Dataset entries
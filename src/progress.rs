//! Terminal progress: one bar per imaging target
//!
//! Bars follow each `Imager`'s phase channel. Indeterminate phases show a
//! spinner-style message and keep the bar where it was.

use crate::imager::{ImageReport, Imager, ImagerError, Phase, PhaseUpdate};
use indicatif::{MultiProgress, ProgressBar, ProgressDrawTarget, ProgressStyle};
use std::sync::Arc;
use std::time::Duration;
use tokio::task::JoinHandle;

const BAR_SCALE: u64 = 1000;

pub struct SessionBars {
    multi: MultiProgress,
    enabled: bool,
}

impl SessionBars {
    pub fn new(enabled: bool) -> Self {
        let multi = if enabled {
            MultiProgress::new()
        } else {
            MultiProgress::with_draw_target(ProgressDrawTarget::hidden())
        };
        SessionBars { multi, enabled }
    }

    pub fn is_enabled(&self) -> bool {
        self.enabled
    }

    pub fn add(&self, target: &str) -> TargetBar {
        let bar = self.multi.add(ProgressBar::new(BAR_SCALE));
        bar.set_style(
            ProgressStyle::default_bar()
                .template("{prefix:>24.bold} [{bar:30.cyan/blue}] {percent:>3}% {msg}")
                .unwrap_or_else(|_| ProgressStyle::default_bar())
                .progress_chars("=> "),
        );
        bar.set_prefix(target.to_string());
        if self.enabled {
            bar.enable_steady_tick(Duration::from_millis(120));
        }
        TargetBar { bar }
    }

    /// Mirror `imager`'s phase channel onto a new bar until it reports done.
    pub fn follow(&self, imager: &Arc<Imager>) -> (TargetBar, JoinHandle<()>) {
        let bar = self.add(imager.target());
        let mut rx = imager.subscribe();
        let shown = bar.clone();
        let handle = tokio::spawn(async move {
            loop {
                let update = *rx.borrow_and_update();
                shown.update(update);
                if update.phase == Phase::Done || rx.changed().await.is_err() {
                    break;
                }
            }
        });
        (bar, handle)
    }
}

#[derive(Clone)]
pub struct TargetBar {
    bar: ProgressBar,
}

impl TargetBar {
    pub fn update(&self, u: PhaseUpdate) {
        self.bar.set_message(phase_message(u));
        if u.progress >= 0.0 {
            self.bar.set_position(scaled(u.progress));
        }
    }

    pub fn finish_ok(&self, report: &ImageReport) {
        self.bar.set_position(BAR_SCALE);
        self.bar.finish_with_message(format!(
            "done: {} in {:.1}s",
            human_bytes(report.bytes),
            report.elapsed.as_secs_f64()
        ));
    }

    pub fn finish_err(&self, err: &ImagerError) {
        self.bar
            .abandon_with_message(format!("{} failed: {}", err.phase, err.source));
    }
}

fn scaled(progress: f64) -> u64 {
    (progress.clamp(0.0, 1.0) * BAR_SCALE as f64) as u64
}

fn phase_message(u: PhaseUpdate) -> String {
    if u.progress < 0.0 {
        format!("{}...", u.phase)
    } else {
        u.phase.to_string()
    }
}

pub fn human_bytes(n: u64) -> String {
    const UNITS: [&str; 5] = ["B", "KiB", "MiB", "GiB", "TiB"];
    let mut v = n as f64;
    let mut unit = 0;
    while v >= 1024.0 && unit < UNITS.len() - 1 {
        v /= 1024.0;
        unit += 1;
    }
    if unit == 0 {
        format!("{n} B")
    } else {
        format!("{v:.1} {}", UNITS[unit])
    }
}
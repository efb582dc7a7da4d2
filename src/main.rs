//! taki - differential forensic imaging of running containers
//!
//! For each `<pod>/<container>` target: start the agent next to it with
//! `kubectl debug`, diff its live root against the base image, archive what
//! was added or modified and fetch the archive plus a JSON manifest.

use anyhow::{Context, Result};
use clap::Parser;
use std::sync::atomic::{AtomicBool, Ordering};
use std::sync::Arc;
use tokio_util::sync::CancellationToken;

use taki::cli::{local_archive_path, parse_target, TakiOpts};
use taki::config::TakiConfig;
use taki::imager::{image_all, Imager, ImagerConfig};
use taki::logger::{Logger, NoopLogger, TextLogger};
use taki::meta_cache::MetaCache;
use taki::process_io::{AgentSpawner, CommandSpawner};
use taki::progress::{human_bytes, SessionBars};

fn main() -> Result<()> {
    let opts = TakiOpts::parse();

    // First Ctrl-C cancels every session; a second one exits at once
    let cancel = CancellationToken::new();
    {
        let cancel = cancel.clone();
        let interrupted = AtomicBool::new(false);
        ctrlc::set_handler(move || {
            if interrupted.swap(true, Ordering::SeqCst) {
                eprintln!("\nInterrupted again. Exiting (Ctrl-C)...");
                std::process::exit(130);
            }
            eprintln!("\nInterrupted. Cancelling sessions (Ctrl-C again to exit)...");
            cancel.cancel();
        })
        .context("Error setting Ctrl-C handler")?;
    }

    let mut cfg = TakiConfig::load(opts.config.as_deref())?;
    opts.apply(&mut cfg);

    let logger: Arc<dyn Logger> = match &opts.log_file {
        Some(p) => Arc::new(
            TextLogger::new(p).with_context(|| format!("opening log file {}", p.display()))?,
        ),
        None => Arc::new(NoopLogger),
    };

    if !opts.base_image.is_file() {
        anyhow::bail!("base image not found: {}", opts.base_image.display());
    }

    let mut imager_cfgs = Vec::with_capacity(opts.targets.len());
    for t in &opts.targets {
        let (pod, container) = parse_target(t)?;
        imager_cfgs.push(ImagerConfig {
            target: t.clone(),
            argv: cfg.debug_argv(&pod, &container, &opts.agent_args),
            base_image: opts.base_image.clone(),
            local_output: local_archive_path(&opts.output_dir, &pod, &container, &cfg.remote_output),
            remote_output: cfg.remote_output.clone(),
            exclude: cfg.exclude.clone(),
            poll_interval: cfg.poll_interval(),
            read_chunk: cfg.read_chunk(),
        });
    }

    let rt = tokio::runtime::Builder::new_multi_thread()
        .enable_all()
        .build()
        .context("Failed to build tokio runtime")?;

    let failed = rt.block_on(run(imager_cfgs, logger, cancel, !opts.no_progress));
    if failed > 0 {
        std::process::exit(1);
    }
    Ok(())
}

/// Image every target and print a summary. Returns the number of failures.
async fn run(
    cfgs: Vec<ImagerConfig>,
    logger: Arc<dyn Logger>,
    cancel: CancellationToken,
    show_progress: bool,
) -> usize {
    // One cache for the whole run: targets sharing a base image parse it once
    let cache = Arc::new(MetaCache::new());
    let spawner: Arc<dyn AgentSpawner> = Arc::new(CommandSpawner);

    let imagers: Vec<Arc<Imager>> = cfgs
        .into_iter()
        .map(|c| {
            Arc::new(Imager::new(
                c,
                Arc::clone(&cache),
                Arc::clone(&spawner),
                Arc::clone(&logger),
                cancel.clone(),
            ))
        })
        .collect();

    let bars = SessionBars::new(show_progress);
    let followers: Vec<_> = imagers.iter().map(|m| bars.follow(m)).collect();

    let results = image_all(&imagers).await;

    let mut failed = 0;
    for ((imager, result), (bar, watcher)) in imagers.iter().zip(&results).zip(followers) {
        watcher.abort();
        match result {
            Ok(report) => {
                bar.finish_ok(report);
                if !bars.is_enabled() {
                    println!(
                        "{}: {} ({})",
                        report.target,
                        report.archive.display(),
                        human_bytes(report.bytes)
                    );
                }
            }
            Err(err) => {
                failed += 1;
                bar.finish_err(err);
                if let Err(e) = imager.kill() {
                    logger.error("kill", &e.to_string());
                }
            }
        }
    }

    println!();
    for result in &results {
        match result {
            Ok(r) => println!(
                "✓ {}  +{} ~{} -{}  unreadable={}  not-archived={}  manifest={}",
                r.target,
                r.diff.added.len(),
                r.diff.modified.len(),
                r.diff.removed.len(),
                r.path_errors,
                r.archive_skipped.len(),
                r.manifest.display()
            ),
            Err(e) => eprintln!("✗ {e}"),
        }
    }
    failed
}
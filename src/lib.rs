//! taki: differential forensic imaging of running containers
//!
//! The operator (`taki`) starts an agent (`taki-agent`) beside each target
//! container, sends it the metadata tree of the base image, and fetches back
//! an archive of every file that was added or modified since the container
//! started.

pub mod archive;
pub mod cli;
pub mod config;
pub mod error;
pub mod fsdiff;
pub mod handshake;
pub mod imager;
pub mod logger;
pub mod manifest;
pub mod meta;
pub mod meta_builder;
pub mod meta_cache;
pub mod process_io;
pub mod progress;
pub mod protocol;
pub mod protocol_core;
pub mod rpc;
pub mod rpcfs;
pub mod server;
pub mod task;
/// Register every `RpcFs` method on `router`.
pub fn routes<S>(router: Router<S>) -> Router<S>
where
    S: HasFiles + Send + Sync + 'static,
{
    router
        .route(method::FOPEN, |s: Arc<S>, req: FopenReq| async move {
            s.files().open(req).await
        })
        .route(method::FREAD, |s: Arc<S>, req: FreadReq| async move {
            s.files().read(req.handle, req.n).await
        })
        .route(method::FWRITE, |s: Arc<S>, req: FwriteReq| async move {
            s.files().write(req.handle, &req.data).await
        })
        .route(method::FSEEK, |s: Arc<S>, req: FseekReq| async move {
            s.files().seek(req.handle, req.offset, req.whence).await
        })
        .route(method::FSTAT, |s: Arc<S>, req: HandleReq| async move {
            s.files().stat(req.handle).await
        })
        .route(method::FCLOSE, |s: Arc<S>, req: HandleReq| async move {
            s.files().close(req.handle)
        })
        .route(method::READ_DIR, |s: Arc<S>, req: ReadDirReq| async move {
            s.files().read_dir(&req.path).await
        })
        .route(method::GLOB, |s: Arc<S>, req: GlobReq| async move {
            s.files().glob(&req.pattern).await
        })
}

/// Operator-side entry point to the agent's file table.
#[derive(Clone)]
pub struct RpcFs {
    client: Arc<RpcClient>,
    cancel: CancellationToken,
}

Required action
Sift through the entries and copy every line with "PhaseUpdate".

Exercise solution
use crate::imager::{ImageReport, Imager, ImagerError, Phase, PhaseUpdate};
    pub fn update(&self, u: PhaseUpdate) {
fn phase_message(u: PhaseUpdate) -> String {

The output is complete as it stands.